Recorded data:
use roommesh_mesh::CodecError;
use roommesh_signal::SignalError;
use roommesh_transfer::TransferError;

use crate::config::ConfigError;
use crate::repository::RepositoryError;
use crate::scanner::SourceError;
use crate::session::SessionError;

/// Errors surfaced by the sync orchestrator.
#[derive(Debug, thiserror::Error)]
pub enum SyncError {
    #[error("signaling: {0}")]
    Signal(#[from] SignalError),

    #[error("transfer: {0}")]
    Transfer(#[from] TransferError),

    #[error("session: {0}")]
    Session(#[from] SessionError),

    #[error("repository: {0}")]
    Repository(#[from] RepositoryError),

    #[error("scanner: {0}")]
    Source(#[from] SourceError),

    #[error("mesh: {0}")]
    Codec(#[from] CodecError),

    #[error("config: {0}")]
    Config(#[from] ConfigError),
}

impl SyncError {
    /// Only a standing transfer server that cannot bind stops the
    /// orchestrator; everything else degrades to a stale mesh.
    pub fn is_fatal(&self) -> bool {
        matches!(self, Self::Transfer(TransferError::Bind { .. }) | Self::Config(_))
    }
}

Problem requirements:
From the data above, extract every line in its exact form.

Result:
use roommesh_mesh::CodecError;
use roommesh_signal::SignalError;
use roommesh_transfer::TransferError;

use crate::config::ConfigError;
use crate::repository::RepositoryError;
use crate::scanner::SourceError;
use crate::session::SessionError;

/// Errors surfaced by the sync orchestrator.
#[derive(Debug, thiserror::Error)]
pub enum SyncError {
    #[error("signaling: {0}")]
    Signal(#[from] SignalError),

    #[error("transfer: {0}")]
    Transfer(#[from] TransferError),

    #[error("session: {0}")]
    Session(#[from] SessionError),

    #[error("repository: {0}")]
    Repository(#[from] RepositoryError),

    #[error("scanner: {0}")]
    Source(#[from] SourceError),

    #[error("mesh: {0}")]
    Codec(#[from] CodecError),

    #[error("config: {0}")]
    Config(#[from] ConfigError),
}

impl SyncError {
    /// Only a standing transfer server that cannot bind stops the
    /// orchestrator; everything else degrades to a stale mesh.
    pub fn is_fatal(&self) -> bool {
        matches!(self, Self::Transfer(TransferError::Bind { .. }) | Self::Config(_))
    }
}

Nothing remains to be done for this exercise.